• Action item
Search the records for the string "true". Copy each line where it occurs.

Records from a dataset
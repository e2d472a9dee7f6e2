//! Consolidation quality — a box that price tested repeatedly is more
//! meaningful than one it drifted through.

use super::{FilterContext, SignalFilter};

/// A bar "touches" a boundary when its extreme lands within this
/// fraction of the box range from the level.
const TOUCH_FRACTION: f64 = 0.1;

/// Counts highs near the box top and lows near the box bottom over the
/// lookback window and requires at least `min_touches` in total.
#[derive(Debug, Clone)]
pub struct QualityFilter {
    lookback: usize,
    min_touches: usize,
}

impl QualityFilter {
    pub fn new(lookback: usize, min_touches: usize) -> Self {
        Self {
            lookback,
            min_touches,
        }
    }
}

impl SignalFilter for QualityFilter {
    fn name(&self) -> &'static str {
        "quality"
    }

    fn evaluate(&self, ctx: &FilterContext<'_>) -> bool {
        let start = ctx.index.saturating_sub(self.lookback);
        let window = &ctx.bars[start..ctx.index];
        let touch_threshold = ctx.boxed.range * TOUCH_FRACTION;

        let mut touches = 0usize;
        for bar in window {
            if (bar.high - ctx.boxed.high_level).abs() < touch_threshold {
                touches += 1;
            }
            if (bar.low - ctx.boxed.low_level).abs() < touch_threshold {
                touches += 1;
            }
        }
        touches >= self.min_touches
    }
}
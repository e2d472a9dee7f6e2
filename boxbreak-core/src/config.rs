//! ParameterSet — the immutable configuration bundle for one engine run.
//!
//! Every tunable of the engine lives here: account settings, the
//! consolidation detector, the stop calculator, and one enable flag plus
//! thresholds per filter. Validation happens once, up front; a validated
//! set fully determines a run.

use serde::{Deserialize, Serialize};
use thiserror::Error;

/// How stop distance is derived at entry.
#[derive(Debug, Clone, Copy, Default, PartialEq, Eq, Serialize, Deserialize)]
#[serde(rename_all = "SCREAMING_SNAKE_CASE")]
pub enum StopMode {
    /// `stop_distance = box_range * sl_multiplier`.
    BoxRange,
    /// `stop_distance = ATR(atr_period) * atr_multiplier`, falling back
    /// to box-range stops when ATR cannot be computed.
    #[default]
    Atr,
}

/// Which exit level wins when a single bar's range touches both the
/// take-profit and the stop.
///
/// OHLC data does not reveal the intrabar path, so this is a policy, not
/// a fact. `TpFirst` is the optimistic reading; `SlFirst` the
/// conservative one.
#[derive(Debug, Clone, Copy, Default, PartialEq, Eq, Serialize, Deserialize)]
#[serde(rename_all = "SCREAMING_SNAKE_CASE")]
pub enum IntrabarPolicy {
    #[default]
    TpFirst,
    SlFirst,
}

/// Configuration validation failure, raised before a run starts.
#[derive(Debug, Error, PartialEq)]
pub enum ConfigError {
    #[error("{field} must be positive and finite, got {value}")]
    NonPositive { field: &'static str, value: f64 },
    #[error("{field} must be non-negative and finite, got {value}")]
    Negative { field: &'static str, value: f64 },
    #[error("{field} must be at least {min}")]
    PeriodTooShort { field: &'static str, min: usize },
    #[error("rsi bounds must satisfy 0 <= oversold < overbought <= 100, got {oversold}..{overbought}")]
    RsiBounds { oversold: f64, overbought: f64 },
    #[error("{field} must be an hour in 0..=23, got {value}")]
    HourOutOfRange { field: &'static str, value: u32 },
}

/// All parameters of a single backtest run.
///
/// Defaults mirror the strategy's reference settings. Deserializes from
/// partial TOML/JSON: omitted fields take their defaults.
#[derive(Debug, Clone, PartialEq, Serialize, Deserialize)]
#[serde(default)]
pub struct ParameterSet {
    // ── Account ──
    pub initial_balance: f64,
    pub lot_size: f64,
    pub risk_reward_ratio: f64,
    pub max_daily_trades: u32,

    // ── Consolidation detection ──
    pub consolidation_periods: usize,
    pub breakout_threshold: f64,

    // ── Stop/target calculation ──
    pub stop_mode: StopMode,
    pub sl_multiplier: f64,
    pub atr_period: usize,
    pub atr_multiplier: f64,
    pub intrabar_policy: IntrabarPolicy,

    // ── Filters ──
    pub use_volume_filter: bool,
    pub volume_multiplier: f64,

    pub use_trend_filter: bool,
    pub trend_period: usize,

    pub use_breakout_strength: bool,
    pub min_breakout_strength: f64,

    pub use_rsi_filter: bool,
    pub rsi_period: usize,
    pub rsi_overbought: f64,
    pub rsi_oversold: f64,

    pub use_consolidation_quality: bool,
    pub min_touches: usize,

    pub use_time_filter: bool,
    pub trading_start_hour: u32,
    pub trading_end_hour: u32,

    pub use_false_breakout_filter: bool,
    pub confirmation_bars: usize,

    pub use_mtf_confirmation: bool,
    pub higher_tf_period: usize,

    // ── Trailing stop ──
    pub use_trailing_stop: bool,
    /// Trailing distance as a percentage of the entry price.
    pub trailing_stop_pct: f64,
}

impl Default for ParameterSet {
    fn default() -> Self {
        Self {
            initial_balance: 10_000.0,
            lot_size: 0.01,
            risk_reward_ratio: 2.0,
            max_daily_trades: 5,
            consolidation_periods: 20,
            breakout_threshold: 0.0015,
            stop_mode: StopMode::Atr,
            sl_multiplier: 1.2,
            atr_period: 14,
            atr_multiplier: 2.0,
            intrabar_policy: IntrabarPolicy::TpFirst,
            use_volume_filter: true,
            volume_multiplier: 1.1,
            use_trend_filter: true,
            trend_period: 50,
            use_breakout_strength: true,
            min_breakout_strength: 0.15,
            use_rsi_filter: true,
            rsi_period: 14,
            rsi_overbought: 70.0,
            rsi_oversold: 30.0,
            use_consolidation_quality: true,
            min_touches: 3,
            use_time_filter: true,
            trading_start_hour: 2,
            trading_end_hour: 20,
            use_false_breakout_filter: true,
            confirmation_bars: 1,
            use_mtf_confirmation: true,
            higher_tf_period: 200,
            use_trailing_stop: false,
            trailing_stop_pct: 0.5,
        }
    }
}

impl ParameterSet {
    /// The unfiltered baseline: every filter off, box-range stops, no
    /// trailing. The raw breakout rule is the only entry condition.
    pub fn unfiltered() -> Self {
        Self {
            stop_mode: StopMode::BoxRange,
            use_volume_filter: false,
            use_trend_filter: false,
            use_breakout_strength: false,
            use_rsi_filter: false,
            use_consolidation_quality: false,
            use_time_filter: false,
            use_false_breakout_filter: false,
            use_mtf_confirmation: false,
            use_trailing_stop: false,
            ..Self::default()
        }
    }

    /// Check every field for range errors, independent of which filters
    /// are enabled. A set that validates once stays valid for the run.
    pub fn validate(&self) -> Result<(), ConfigError> {
        let positive = [
            ("initial_balance", self.initial_balance),
            ("lot_size", self.lot_size),
            ("risk_reward_ratio", self.risk_reward_ratio),
            ("breakout_threshold", self.breakout_threshold),
            ("sl_multiplier", self.sl_multiplier),
            ("atr_multiplier", self.atr_multiplier),
            ("volume_multiplier", self.volume_multiplier),
        ];
        for (field, value) in positive {
            if !value.is_finite() || value <= 0.0 {
                return Err(ConfigError::NonPositive { field, value });
            }
        }
        if !self.min_breakout_strength.is_finite() || self.min_breakout_strength < 0.0 {
            return Err(ConfigError::Negative {
                field: "min_breakout_strength",
                value: self.min_breakout_strength,
            });
        }
        if self.use_trailing_stop
            && (!self.trailing_stop_pct.is_finite() || self.trailing_stop_pct <= 0.0)
        {
            return Err(ConfigError::NonPositive {
                field: "trailing_stop_pct",
                value: self.trailing_stop_pct,
            });
        }

        if self.consolidation_periods < 2 {
            return Err(ConfigError::PeriodTooShort {
                field: "consolidation_periods",
                min: 2,
            });
        }
        if self.rsi_period < 2 {
            return Err(ConfigError::PeriodTooShort {
                field: "rsi_period",
                min: 2,
            });
        }
        let at_least_one = [
            ("max_daily_trades", self.max_daily_trades as usize),
            ("trend_period", self.trend_period),
            ("atr_period", self.atr_period),
            ("min_touches", self.min_touches),
            ("confirmation_bars", self.confirmation_bars),
            ("higher_tf_period", self.higher_tf_period),
        ];
        for (field, value) in at_least_one {
            if value < 1 {
                return Err(ConfigError::PeriodTooShort { field, min: 1 });
            }
        }

        if !(0.0..=100.0).contains(&self.rsi_oversold)
            || !(0.0..=100.0).contains(&self.rsi_overbought)
            || self.rsi_oversold >= self.rsi_overbought
        {
            return Err(ConfigError::RsiBounds {
                oversold: self.rsi_oversold,
                overbought: self.rsi_overbought,
            });
        }

        if self.trading_start_hour > 23 {
            return Err(ConfigError::HourOutOfRange {
                field: "trading_start_hour",
                value: self.trading_start_hour,
            });
        }
        if self.trading_end_hour > 23 {
            return Err(ConfigError::HourOutOfRange {
                field: "trading_end_hour",
                value: self.trading_end_hour,
            });
        }

        Ok(())
    }

    /// Deterministic content-addressed identifier for this configuration.
    ///
    /// Two runs with identical parameters share a run id, which makes
    /// sweep results deduplicable and reports reproducible.
    pub fn run_id(&self) -> String {
        let json = serde_json::to_string(self).expect("ParameterSet serialization failed");
        blake3::hash(json.as_bytes()).to_hex().to_string()
    }
}
//! Time-of-day gating — trade only inside the configured session.

use chrono::Timelike;

use super::{FilterContext, SignalFilter};

/// Passes when the signal bar's hour falls within `[start_hour,
/// end_hour]`, inclusive. When `start_hour > end_hour` the session wraps
/// midnight (e.g. 22..=4 covers 22,23,0,1,2,3,4).
#[derive(Debug, Clone)]
pub struct TimeOfDayFilter {
    start_hour: u32,
    end_hour: u32,
}

impl TimeOfDayFilter {
    pub fn new(start_hour: u32, end_hour: u32) -> Self {
        Self {
            start_hour,
            end_hour,
        }
    }
}

impl SignalFilter for TimeOfDayFilter {
    fn name(&self) -> &'static str {
        "time"
    }

    fn evaluate(&self, ctx: &FilterContext<'_>) -> bool {
        let hour = ctx.bars[ctx.index].time.hour();
        if self.start_hour > self.end_hour {
            hour >= self.start_hour || hour <= self.end_hour
        } else {
            hour >= self.start_hour && hour <= self.end_hour
        }
    }
}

• Task solution
            use_volume_filter: true,
            use_trend_filter: true,
            use_breakout_strength: true,
            use_rsi_filter: true,
            use_consolidation_quality: true,
            use_time_filter: true,
            use_false_breakout_filter: true,
            use_mtf_confirmation: true,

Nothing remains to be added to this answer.